Source records:
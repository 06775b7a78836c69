//! Game identifiers, round parameters, and the round views the house streams to
//! clients for rendering.

use rust_decimal::Decimal;
use serde::{Deserialize, Serialize};
use std::fmt;
use std::str::FromStr;

use crate::ParseError;

#[derive(Clone, Copy, Debug, PartialEq, Eq, Hash, Serialize, Deserialize)]
#[serde(rename_all = "snake_case")]
pub enum GameKind {
    PegBoard,
    MultiplierTarget,
    CardStreak,
}

impl GameKind {
    pub const ALL: [GameKind; 3] = [
        GameKind::PegBoard,
        GameKind::MultiplierTarget,
        GameKind::CardStreak,
    ];

    pub fn as_str(&self) -> &'static str {
        match self {
            GameKind::PegBoard => "peg_board",
            GameKind::MultiplierTarget => "multiplier_target",
            GameKind::CardStreak => "card_streak",
        }
    }
}

impl FromStr for GameKind {
    type Err = ParseError;

    fn from_str(s: &str) -> Result<Self, Self::Err> {
        GameKind::ALL
            .into_iter()
            .find(|kind| kind.as_str() == s)
            .ok_or_else(|| ParseError::UnknownGame(s.to_string()))
    }
}

impl fmt::Display for GameKind {
    fn fmt(&self, f: &mut fmt::Formatter<'_>) -> fmt::Result {
        f.write_str(self.as_str())
    }
}

/// Per-round choices made before the bet is placed.
///
/// `rows` applies to the peg board and `target` to the multiplier game; the card
/// streak takes its choices one guess at a time.
#[derive(Clone, Debug, Default, PartialEq, Eq, Serialize, Deserialize)]
pub struct GameParams {
    #[serde(default, skip_serializing_if = "Option::is_none")]
    pub rows: Option<u8>,
    #[serde(default, skip_serializing_if = "Option::is_none")]
    pub target: Option<Decimal>,
}

impl GameParams {
    pub fn rows(rows: u8) -> Self {
        Self {
            rows: Some(rows),
            target: None,
        }
    }

    pub fn target(target: Decimal) -> Self {
        Self {
            rows: None,
            target: Some(target),
        }
    }
}

#[derive(Clone, Copy, Debug, PartialEq, Eq, Serialize, Deserialize)]
#[serde(rename_all = "snake_case")]
pub enum Guess {
    Higher,
    Lower,
}

impl FromStr for Guess {
    type Err = ParseError;

    fn from_str(s: &str) -> Result<Self, Self::Err> {
        match s.to_ascii_lowercase().as_str() {
            "higher" | "hi" => Ok(Guess::Higher),
            "lower" | "lo" => Ok(Guess::Lower),
            _ => Err(ParseError::UnknownGuess(s.to_string())),
        }
    }
}

#[derive(Clone, Copy, Debug, PartialEq, Eq, Serialize, Deserialize)]
#[serde(rename_all = "snake_case")]
pub enum Bounce {
    Left,
    Right,
}

/// Canonical peg-board drop: one bounce per row, landing slot, and its multiplier.
#[derive(Clone, Debug, PartialEq, Eq, Serialize, Deserialize)]
pub struct PegDrop {
    pub rows: u8,
    pub path: Vec<Bounce>,
    pub slot: u8,
    pub multiplier: Decimal,
}

/// Multiplier-target draw against the player's chosen target.
#[derive(Clone, Debug, PartialEq, Eq, Serialize, Deserialize)]
pub struct TargetDraw {
    pub target: Decimal,
    pub result: Decimal,
    pub won: bool,
}

#[derive(Clone, Copy, Debug, PartialEq, Eq, Serialize, Deserialize)]
#[serde(rename_all = "snake_case")]
pub enum StreakStatus {
    Playing,
    Busted,
    CashedOut,
}

/// Card-streak progress. `cards` lists every card revealed so far, oldest first.
#[derive(Clone, Debug, PartialEq, Eq, Serialize, Deserialize)]
pub struct StreakView {
    pub cards: Vec<u8>,
    pub streak: u8,
    pub multiplier: Decimal,
    pub status: StreakStatus,
}

impl StreakView {
    pub fn current(&self) -> Option<u8> {
        self.cards.last().copied()
    }
}

/// What the house streams to a client for rendering a round.
#[derive(Clone, Debug, PartialEq, Eq, Serialize, Deserialize)]
#[serde(tag = "game", rename_all = "snake_case")]
pub enum RoundView {
    PegBoard(PegDrop),
    MultiplierTarget(TargetDraw),
    CardStreak(StreakView),
}

impl RoundView {
    pub fn kind(&self) -> GameKind {
        match self {
            RoundView::PegBoard(_) => GameKind::PegBoard,
            RoundView::MultiplierTarget(_) => GameKind::MultiplierTarget,
            RoundView::CardStreak(_) => GameKind::CardStreak,
        }
    }
}

/// How a round ended, as reported by the client and as settled by the house.
#[derive(Clone, Copy, Debug, PartialEq, Eq, Serialize, Deserialize)]
#[serde(rename_all = "snake_case")]
pub enum RoundResult {
    Win,
    #[serde(alias = "lose")]
    Loss,
    Cashout,
}

impl RoundResult {
    pub fn as_str(&self) -> &'static str {
        match self {
            RoundResult::Win => "win",
            RoundResult::Loss => "loss",
            RoundResult::Cashout => "cashout",
        }
    }
}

What you are asked to do: What lines in the data above contain the word "PegDrop"? Show them all.

Written response:
pub struct PegDrop {
    PegBoard(PegDrop),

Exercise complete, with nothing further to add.